Currently, CMWSSB has installed automatic ground water level monitors in all the 200 depot offices, which will indicate any excess extraction of ground water if it happens; necessary action will be initiated if there is a violation.
Does the Metro Water department have data on how much loss occurs in the distribution system?
According to studies conducted earlier, Non Revenue Water (NRW) was estimated at 35 to 40 percent. In the past few years, most of the pipelines and service connections were changed. There is no significant loss due to leaks in the distribution system.The current physical loss is estimated at 15%.
Many townships are extracting groundwater without getting NOC from Metro Water. What’s the procedure to get an NOC? Did the Board come up with a policy for it?
Consumers should obtain permission from the board to set up pumps above 0.5HP motor, both in open wells and borewells. There is an ongoing project initiated by the Board that aims to conduct a survey on these irregularities across the city. Those who violate the norms will have to pay annual licence fees for use of these pumps.
Dewatering — where the water table is lowered to pave way for a construction site — is rampant in the city. Experts say that this results in the diversion of aquifer flow and the depletion of water tables in open wells.
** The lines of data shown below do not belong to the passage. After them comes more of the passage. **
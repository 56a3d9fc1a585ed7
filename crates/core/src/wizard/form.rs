use rust_decimal::Decimal;
use secrecy::{ExposeSecret, SecretString};
use serde::{Deserialize, Serialize};

use crate::domain::customer::{Customer, CustomerId};
use crate::domain::work_order::{Assignment, LineItem, LineItemKind};

/// A device classification value: either picked from a managed list or typed by the operator.
#[derive(Clone, Debug, PartialEq, Eq, Serialize, Deserialize)]
#[serde(untagged)]
pub enum DeviceRef {
    Catalog { id: String, name: String },
    Named(String),
}

impl DeviceRef {
    pub fn name(&self) -> &str {
        match self {
            Self::Catalog { name, .. } => name,
            Self::Named(name) => name,
        }
    }
}

impl From<&str> for DeviceRef {
    fn from(value: &str) -> Self {
        Self::Named(value.to_string())
    }
}

#[derive(Clone, Debug, Default, PartialEq, Eq, Serialize, Deserialize)]
pub struct CustomerFields {
    pub name: String,
    pub last_name: String,
    pub phone: String,
    pub email: String,
    #[serde(default)]
    pub additional_phones: Vec<String>,
}

impl CustomerFields {
    pub fn full_name(&self) -> String {
        format!("{} {}", self.name, self.last_name).trim().to_string()
    }
}

/// A price or quantity as entered by a step component; may be a number or loose text.
#[derive(Clone, Debug, PartialEq, Eq, Serialize, Deserialize)]
#[serde(untagged)]
pub enum RawAmount {
    Number(Decimal),
    Text(String),
}

impl RawAmount {
    pub fn coerce(&self, fallback: Decimal) -> Decimal {
        match self {
            Self::Number(value) => *value,
            Self::Text(text) => text.trim().parse::<Decimal>().unwrap_or(fallback),
        }
    }
}

impl From<Decimal> for RawAmount {
    fn from(value: Decimal) -> Self {
        Self::Number(value)
    }
}

#[derive(Clone, Debug, PartialEq, Eq, Serialize, Deserialize)]
pub struct SuggestedItem {
    #[serde(default)]
    pub id: Option<String>,
    pub kind: LineItemKind,
    pub name: String,
    #[serde(default)]
    pub price: Option<RawAmount>,
    #[serde(default)]
    pub quantity: Option<RawAmount>,
}

impl SuggestedItem {
    /// Missing or unparseable prices count as zero, missing quantities as one.
    pub fn to_line_item(&self) -> LineItem {
        LineItem {
            id: self.id.clone(),
            kind: self.kind.clone(),
            name: self.name.clone(),
            price: self.price.as_ref().map_or(Decimal::ZERO, |price| price.coerce(Decimal::ZERO)),
            quantity: self
                .quantity
                .as_ref()
                .map_or(Decimal::ONE, |quantity| quantity.coerce(Decimal::ONE)),
        }
    }
}

#[derive(Clone, Debug)]
pub struct SecurityFields {
    pub device_password: SecretString,
    pub device_pin: SecretString,
    pub pattern_vector: Option<SecretString>,
    pub pattern_image: Option<String>,
}

impl Default for SecurityFields {
    fn default() -> Self {
        Self {
            device_password: SecretString::from(String::new()),
            device_pin: SecretString::from(String::new()),
            pattern_vector: None,
            pattern_image: None,
        }
    }
}

impl SecurityFields {
    pub fn has_credentials(&self) -> bool {
        !self.device_password.expose_secret().is_empty()
            || !self.device_pin.expose_secret().is_empty()
            || self.pattern_vector.is_some()
    }
}

#[derive(Clone, Debug, PartialEq, Eq)]
pub enum MediaFile {
    /// Already stored by the step component; passed through unchanged.
    Uploaded {
        id: Option<String>,
        mime: Option<String>,
        filename: Option<String>,
        url: String,
        thumb_url: Option<String>,
    },
    /// Captured locally; uploaded during submission.
    Local { filename: Option<String>, mime: Option<String>, bytes: Vec<u8> },
}

#[derive(Clone, Debug, PartialEq, Eq)]
pub enum SignatureImage {
    DataUri(String),
    File { filename: Option<String>, mime: Option<String>, bytes: Vec<u8> },
}

#[derive(Clone, Debug, PartialEq, Eq, Serialize, Deserialize)]
pub struct CatalogEntry {
    pub id: String,
    pub label: String,
    #[serde(default)]
    pub kind: Option<String>,
}

/// The structured catalog pick recorded on the form once brand/family/model were chosen together.
#[derive(Clone, Debug, PartialEq, Eq, Serialize, Deserialize)]
pub struct CatalogDevice {
    pub brand: CatalogEntry,
    pub family: CatalogEntry,
    pub series: Option<CatalogEntry>,
    pub model: Option<CatalogEntry>,
}

/// One catalog action as emitted by the catalog picker.
#[derive(Clone, Debug, PartialEq, Eq)]
pub struct CatalogSelection {
    pub device: CatalogDevice,
    pub suggested_items: Vec<SuggestedItem>,
}

#[derive(Clone, Debug, Default)]
pub struct FormState {
    pub customer: CustomerFields,
    pub existing_customer_id: Option<CustomerId>,
    pub device_category: Option<DeviceRef>,
    pub device_type: Option<String>,
    pub device_brand: Option<DeviceRef>,
    pub device_subcategory: Option<DeviceRef>,
    pub device_family: Option<DeviceRef>,
    pub device_model: Option<DeviceRef>,
    pub device_serial: String,
    pub catalog_device: Option<CatalogDevice>,
    pub problem_description: String,
    pub comments: String,
    pub suggested_items: Vec<SuggestedItem>,
    pub security: SecurityFields,
    pub media_files: Vec<MediaFile>,
    pub checklist_items: Vec<String>,
    pub checklist_notes: String,
    pub signature: Option<SignatureImage>,
    pub terms_accepted: bool,
    pub assignment: Option<Assignment>,
    pub custom_fields: serde_json::Map<String, serde_json::Value>,
}

impl FormState {
    pub fn preloaded(customer: &Customer) -> Self {
        let (name, last_name) = customer.split_name();
        Self {
            customer: CustomerFields {
                name,
                last_name,
                phone: customer.phone.clone(),
                email: customer.email.clone(),
                additional_phones: customer.additional_phones.clone(),
            },
            existing_customer_id: Some(customer.id.clone()),
            ..Self::default()
        }
    }

    pub fn apply(&mut self, update: FieldUpdate) {
        match update {
            FieldUpdate::Customer(customer) => self.customer = customer,
            FieldUpdate::ExistingCustomer(id) => self.existing_customer_id = id,
            FieldUpdate::DeviceCategory(value) => self.device_category = value,
            FieldUpdate::DeviceType(value) => self.device_type = value,
            FieldUpdate::DeviceBrand(value) => self.device_brand = value,
            FieldUpdate::DeviceSubcategory(value) => self.device_subcategory = value,
            FieldUpdate::DeviceFamily(value) => self.device_family = value,
            FieldUpdate::DeviceModel(value) => self.device_model = value,
            FieldUpdate::DeviceSerial(value) => self.device_serial = value,
            FieldUpdate::CatalogDevice(value) => self.catalog_device = value,
            FieldUpdate::ProblemDescription(value) => self.problem_description = value,
            FieldUpdate::Comments(value) => self.comments = value,
            FieldUpdate::SuggestedItems(items) => self.suggested_items = items,
            FieldUpdate::AddSuggestedItem(item) => self.suggested_items.push(item),
            FieldUpdate::Security(security) => self.security = security,
            FieldUpdate::MediaFiles(files) => self.media_files = files,
            FieldUpdate::ChecklistItems(items) => self.checklist_items = items,
            FieldUpdate::ChecklistNotes(notes) => self.checklist_notes = notes,
            FieldUpdate::Signature(signature) => self.signature = signature,
            FieldUpdate::TermsAccepted(accepted) => self.terms_accepted = accepted,
            FieldUpdate::Assignment(assignment) => self.assignment = assignment,
            FieldUpdate::CustomField { key, value } => {
                self.custom_fields.insert(key, value);
            }
        }
    }
}

/// Every mutation a step component may request. Routed through the session so that
/// classification-affecting changes re-run the sequencer.
#[derive(Clone, Debug)]
pub enum FieldUpdate {
    Customer(CustomerFields),
    ExistingCustomer(Option<CustomerId>),
    DeviceCategory(Option<DeviceRef>),
    DeviceType(Option<String>),
    DeviceBrand(Option<DeviceRef>),
    DeviceSubcategory(Option<DeviceRef>),
    DeviceFamily(Option<DeviceRef>),
    DeviceModel(Option<DeviceRef>),
    DeviceSerial(String),
    CatalogDevice(Option<CatalogDevice>),
    ProblemDescription(String),
    Comments(String),
    SuggestedItems(Vec<SuggestedItem>),
    AddSuggestedItem(SuggestedItem),
    Security(SecurityFields),
    MediaFiles(Vec<MediaFile>),
    ChecklistItems(Vec<String>),
    ChecklistNotes(String),
    Signature(Option<SignatureImage>),
    TermsAccepted(bool),
    Assignment(Option<Assignment>),
    CustomField { key: String, value: serde_json::Value },
}

impl FieldUpdate {
    pub fn affects_classification(&self) -> bool {
        matches!(
            self,
            Self::DeviceBrand(_) | Self::DeviceSubcategory(_) | Self::CatalogDevice(_)
        )
    }

    pub fn field_name(&self) -> &'static str {
        match self {
            Self::Customer(_) => "customer",
            Self::ExistingCustomer(_) => "existing_customer_id",
            Self::DeviceCategory(_) => "device_category",
            Self::DeviceType(_) => "device_type",
            Self::DeviceBrand(_) => "device_brand",
            Self::DeviceSubcategory(_) => "device_subcategory",
            Self::DeviceFamily(_) => "device_family",
            Self::DeviceModel(_) => "device_model",
            Self::DeviceSerial(_) => "device_serial",
            Self::CatalogDevice(_) => "catalog_device",
            Self::ProblemDescription(_) => "problem_description",
            Self::Comments(_) => "comments",
            Self::SuggestedItems(_) | Self::AddSuggestedItem(_) => "suggested_items",
            Self::Security(_) => "security",
            Self::MediaFiles(_) => "media_files",
            Self::ChecklistItems(_) => "checklist_items",
            Self::ChecklistNotes(_) => "checklist_notes",
            Self::Signature(_) => "signature",
            Self::TermsAccepted(_) => "terms_accepted",
            Self::Assignment(_) => "assignment",
            Self::CustomField { .. } => "custom_fields",
        }
    }
}

/// Device facts the sequencer keys on. Recomputed from the form after every relevant update.
#[derive(Clone, Debug, Default, PartialEq, Eq, Serialize, Deserialize)]
pub struct ClassificationFacts {
    pub brand_name: String,
    pub subcategory_name: String,
    pub catalog_device_selected: bool,
}

impl ClassificationFacts {
    pub fn derive(form: &FormState, catalog_mode: bool) -> Self {
        Self {
            brand_name: form.device_brand.as_ref().map(|brand| brand.name().to_string()).unwrap_or_default(),
            subcategory_name: form
                .device_subcategory
                .as_ref()
                .map(|subcategory| subcategory.name().to_string())
                .unwrap_or_default(),
            catalog_device_selected: catalog_mode
                && form.catalog_device.as_ref().is_some_and(|device| device.model.is_some()),
        }
    }
}

#[cfg(test)]
mod tests {
    use chrono::Utc;
    use rust_decimal::Decimal;
    use secrecy::SecretString;

    use crate::domain::customer::{Customer, CustomerId};
    use crate::domain::work_order::LineItemKind;

    use super::{
        CatalogDevice, CatalogEntry, ClassificationFacts, DeviceRef, FieldUpdate, FormState,
        RawAmount, SecurityFields, SuggestedItem,
    };

    fn entry(label: &str) -> CatalogEntry {
        CatalogEntry { id: label.to_ascii_lowercase(), label: label.to_string(), kind: None }
    }

    #[test]
    fn suggested_item_coerces_loose_amounts() {
        let item = SuggestedItem {
            id: None,
            kind: LineItemKind::Product,
            name: "Battery".to_string(),
            price: Some(RawAmount::Text(" 39.90 ".to_string())),
            quantity: None,
        };
        let line = item.to_line_item();
        assert_eq!(line.price, Decimal::new(3990, 2));
        assert_eq!(line.quantity, Decimal::ONE);

        let garbage = SuggestedItem {
            price: Some(RawAmount::Text("n/a".to_string())),
            quantity: Some(RawAmount::Text("".to_string())),
            ..item
        };
        let line = garbage.to_line_item();
        assert_eq!(line.price, Decimal::ZERO);
        assert_eq!(line.quantity, Decimal::ONE);
    }

    #[test]
    fn raw_amount_accepts_json_numbers_and_strings() {
        let parsed: Vec<RawAmount> =
            serde_json::from_str(r#"[10, "2.5", "abc"]"#).expect("amounts should deserialize");
        assert_eq!(parsed[0].coerce(Decimal::ZERO), Decimal::from(10));
        assert_eq!(parsed[1].coerce(Decimal::ZERO), Decimal::new(25, 1));
        assert_eq!(parsed[2].coerce(Decimal::ONE), Decimal::ONE);
    }

    #[test]
    fn preloaded_form_binds_existing_customer() {
        let now = Utc::now();
        let customer = Customer {
            id: CustomerId("C-9".to_string()),
            name: "Maria Lopez Diaz".to_string(),
            phone: "787-555-0142".to_string(),
            email: "maria@example.com".to_string(),
            additional_phones: vec!["787-555-0143".to_string()],
            total_orders: 4,
            created_at: now,
            updated_at: now,
        };

        let form = FormState::preloaded(&customer);
        assert_eq!(form.customer.name, "Maria");
        assert_eq!(form.customer.last_name, "Lopez Diaz");
        assert_eq!(form.customer.full_name(), "Maria Lopez Diaz");
        assert_eq!(form.existing_customer_id, Some(CustomerId("C-9".to_string())));
    }

    #[test]
    fn facts_require_catalog_mode_and_a_model() {
        let mut form = FormState::default();
        form.apply(FieldUpdate::DeviceBrand(Some(DeviceRef::Catalog {
            id: "b-1".to_string(),
            name: "Apple".to_string(),
        })));
        form.apply(FieldUpdate::DeviceSubcategory(Some("Smartphone".into())));
        form.apply(FieldUpdate::CatalogDevice(Some(CatalogDevice {
            brand: entry("Apple"),
            family: entry("iPhone"),
            series: None,
            model: None,
        })));

        let facts = ClassificationFacts::derive(&form, true);
        assert_eq!(facts.brand_name, "Apple");
        assert_eq!(facts.subcategory_name, "Smartphone");
        assert!(!facts.catalog_device_selected, "no model picked yet");

        if let Some(device) = form.catalog_device.as_mut() {
            device.model = Some(entry("iPhone 15"));
        }
        assert!(ClassificationFacts::derive(&form, true).catalog_device_selected);
        assert!(!ClassificationFacts::derive(&form, false).catalog_device_selected);
    }

    #[test]
    fn security_debug_output_redacts_credentials() {
        let security = SecurityFields {
            device_password: SecretString::from("hunter2".to_string()),
            device_pin: SecretString::from("4321".to_string()),
            pattern_vector: None,
            pattern_image: None,
        };
        let debug = format!("{security:?}");
        assert!(!debug.contains("hunter2"));
        assert!(!debug.contains("4321"));
        assert!(security.has_credentials());
        assert!(!SecurityFields::default().has_credentials());
    }

    #[test]
    fn only_device_fields_affect_classification() {
        assert!(FieldUpdate::DeviceBrand(None).affects_classification());
        assert!(FieldUpdate::CatalogDevice(None).affects_classification());
        assert!(!FieldUpdate::DeviceModel(None).affects_classification());
        assert!(!FieldUpdate::TermsAccepted(true).affects_classification());
    }
}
Has the Board formulated any policies or restrictions on dewatering?
Again, the automatic ground water level monitors in the 200 depot offices will be able to keep such practices in check and prevent excessive extraction of ground water.
Storm water drains in the city are filled with sewage. It’s an inter-departmental issue that also involves Chennai Corporation. How does the board plan to solve it?
Citizens who are unable to get a sewage connection often let the sewage out into storm water drains. Thereby, we have simplified the procedure of getting a sewage connection through the “Illam Thorum Inaippu” scheme. Economically weaker sections can pay the sewer connection charges in ten instalments (It is a one-time investment of Rs 7500 for a 200 square metre home.)
Recently, we provided 9000 connections for 570 streets within a span of 20 days. We could provide the connections before the Corporation commenced road-laying projects in those streets. That way, we don’t have to dig up the new roads again for sewer connections.
Why is piped water supply still a far-fetched dream in localities such as OMR?
Those localities were brought under the Greater Chennai Corporation limits in 2011. After the completion of the 400 MLD desalination plant, water supply will be provided to this area, and it will be a permanent solution.